EXERCISE BRIEF:
The full set of entries must be copied exactly.

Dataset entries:
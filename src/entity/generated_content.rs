//! Single-job generated content entity for SeaORM.

use sea_orm::entity::prelude::*;

#[derive(Clone, Debug, PartialEq, DeriveEntityModel)]
#[sea_orm(table_name = "generated_content")]
pub struct Model {
    #[sea_orm(primary_key, auto_increment = false)]
    pub id: Uuid,
    pub user_id: Uuid,
    pub fabric_id: Uuid,
    pub model_image_url: Option<String>,
    pub background_image_url: Option<String>,
    pub caption_english: Option<String>,
    pub caption_hindi: Option<String>,
    /// Approval: pending, approved, rejected
    pub status: String,
    /// generating, completed, failed
    pub generation_status: String,
    pub error_message: Option<String>,
    pub created_at: DateTimeUtc,
    pub updated_at: DateTimeUtc,
}

#[derive(Copy, Clone, Debug, EnumIter, DeriveRelation)]
pub enum Relation {
    #[sea_orm(
        belongs_to = "super::fabric_image::Entity",
        from = "Column::FabricId",
        to = "super::fabric_image::Column::Id",
        on_delete = "Cascade"
    )]
    Fabric,
    #[sea_orm(has_many = "super::reel::Entity")]
    Reels,
}

impl Related<super::fabric_image::Entity> for Entity {
    fn to() -> RelationDef {
        Relation::Fabric.def()
    }
}

impl Related<super::reel::Entity> for Entity {
    fn to() -> RelationDef {
        Relation::Reels.def()
    }
}

impl ActiveModelBehavior for ActiveModel {}
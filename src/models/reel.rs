//! Reel (voiceover + music) models.

use chrono::{DateTime, Utc};
use serde::{Deserialize, Serialize};
use utoipa::ToSchema;
use uuid::Uuid;

#[derive(Debug, Clone, Copy, PartialEq, Eq, Serialize, Deserialize, ToSchema)]
#[serde(rename_all = "snake_case")]
pub enum ReelStatus {
    GeneratingAudio,
    Ready,
    Failed,
}

impl ReelStatus {
    pub fn as_str(&self) -> &'static str {
        match self {
            Self::GeneratingAudio => "generating_audio",
            Self::Ready => "ready",
            Self::Failed => "failed",
        }
    }

    pub fn parse(s: &str) -> Option<Self> {
        match s {
            "generating_audio" => Some(Self::GeneratingAudio),
            "ready" => Some(Self::Ready),
            "failed" => Some(Self::Failed),
            _ => None,
        }
    }
}

/// Reel row.
#[derive(Debug, Clone, Serialize, ToSchema)]
#[serde(rename_all = "camelCase")]
pub struct Reel {
    pub id: Uuid,
    pub user_id: Uuid,
    pub content_id: Uuid,
    pub voiceover_url: Option<String>,
    pub music_url: Option<String>,
    pub caption_english: Option<String>,
    pub caption_hindi: Option<String>,
    pub status: ReelStatus,
    pub error_message: Option<String>,
    pub created_at: DateTime<Utc>,
    pub updated_at: DateTime<Utc>,
}

/// Full-row write for a reel. Fields left `None` are stored as NULL.
#[derive(Debug, Clone)]
pub struct ReelWrite {
    pub voiceover_url: Option<String>,
    pub music_url: Option<String>,
    pub caption_english: Option<String>,
    pub caption_hindi: Option<String>,
    pub status: ReelStatus,
    pub error_message: Option<String>,
}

EXERCISE SOLUTION:
filename src/entity/generated_content.rs
//! Single-job generated content entity for SeaORM.

use sea_orm::entity::prelude::*;

#[derive(Clone, Debug, PartialEq, DeriveEntityModel)]
#[sea_orm(table_name = "generated_content")]
pub struct Model {
    #[sea_orm(primary_key, auto_increment = false)]
    pub id: Uuid,
    pub user_id: Uuid,
    pub fabric_id: Uuid,
    pub model_image_url: Option<String>,
    pub background_image_url: Option<String>,
    pub caption_english: Option<String>,
    pub caption_hindi: Option<String>,
    /// Approval: pending, approved, rejected
    pub status: String,
    /// generating, completed, failed
    pub generation_status: String,
    pub error_message: Option<String>,
    pub created_at: DateTimeUtc,
    pub updated_at: DateTimeUtc,
}

#[derive(Copy, Clone, Debug, EnumIter, DeriveRelation)]
pub enum Relation {
    #[sea_orm(
        belongs_to = "super::fabric_image::Entity",
        from = "Column::FabricId",
        to = "super::fabric_image::Column::Id",
        on_delete = "Cascade"
    )]
    Fabric,
    #[sea_orm(has_many = "super::reel::Entity")]
    Reels,
}

impl Related<super::fabric_image::Entity> for Entity {
    fn to() -> RelationDef {
        Relation::Fabric.def()
    }
}

impl Related<super::reel::Entity> for Entity {
    fn to() -> RelationDef {
        Relation::Reels.def()
    }
}

impl ActiveModelBehavior for ActiveModel {}
filename src/models/reel.rs
//! Reel (voiceover + music) models.

use chrono::{DateTime, Utc};
use serde::{Deserialize, Serialize};
use utoipa::ToSchema;
use uuid::Uuid;

#[derive(Debug, Clone, Copy, PartialEq, Eq, Serialize, Deserialize, ToSchema)]
#[serde(rename_all = "snake_case")]
pub enum ReelStatus {
    GeneratingAudio,
    Ready,
    Failed,
}

impl ReelStatus {
    pub fn as_str(&self) -> &'static str {
        match self {
            Self::GeneratingAudio => "generating_audio",
            Self::Ready => "ready",
            Self::Failed => "failed",
        }
    }

    pub fn parse(s: &str) -> Option<Self> {
        match s {
            "generating_audio" => Some(Self::GeneratingAudio),
            "ready" => Some(Self::Ready),
            "failed" => Some(Self::Failed),
            _ => None,
        }
    }
}

/// Reel row.
#[derive(Debug, Clone, Serialize, ToSchema)]
#[serde(rename_all = "camelCase")]
pub struct Reel {
    pub id: Uuid,
    pub user_id: Uuid,
    pub content_id: Uuid,
    pub voiceover_url: Option<String>,
    pub music_url: Option<String>,
    pub caption_english: Option<String>,
    pub caption_hindi: Option<String>,
    pub status: ReelStatus,
    pub error_message: Option<String>,
    pub created_at: DateTime<Utc>,
    pub updated_at: DateTime<Utc>,
}

/// Full-row write for a reel. Fields left `None` are stored as NULL.
#[derive(Debug, Clone)]
pub struct ReelWrite {
    pub voiceover_url: Option<String>,
    pub music_url: Option<String>,
    pub caption_english: Option<String>,
    pub caption_hindi: Option<String>,
    pub status: ReelStatus,
    pub error_message: Option<String>,
}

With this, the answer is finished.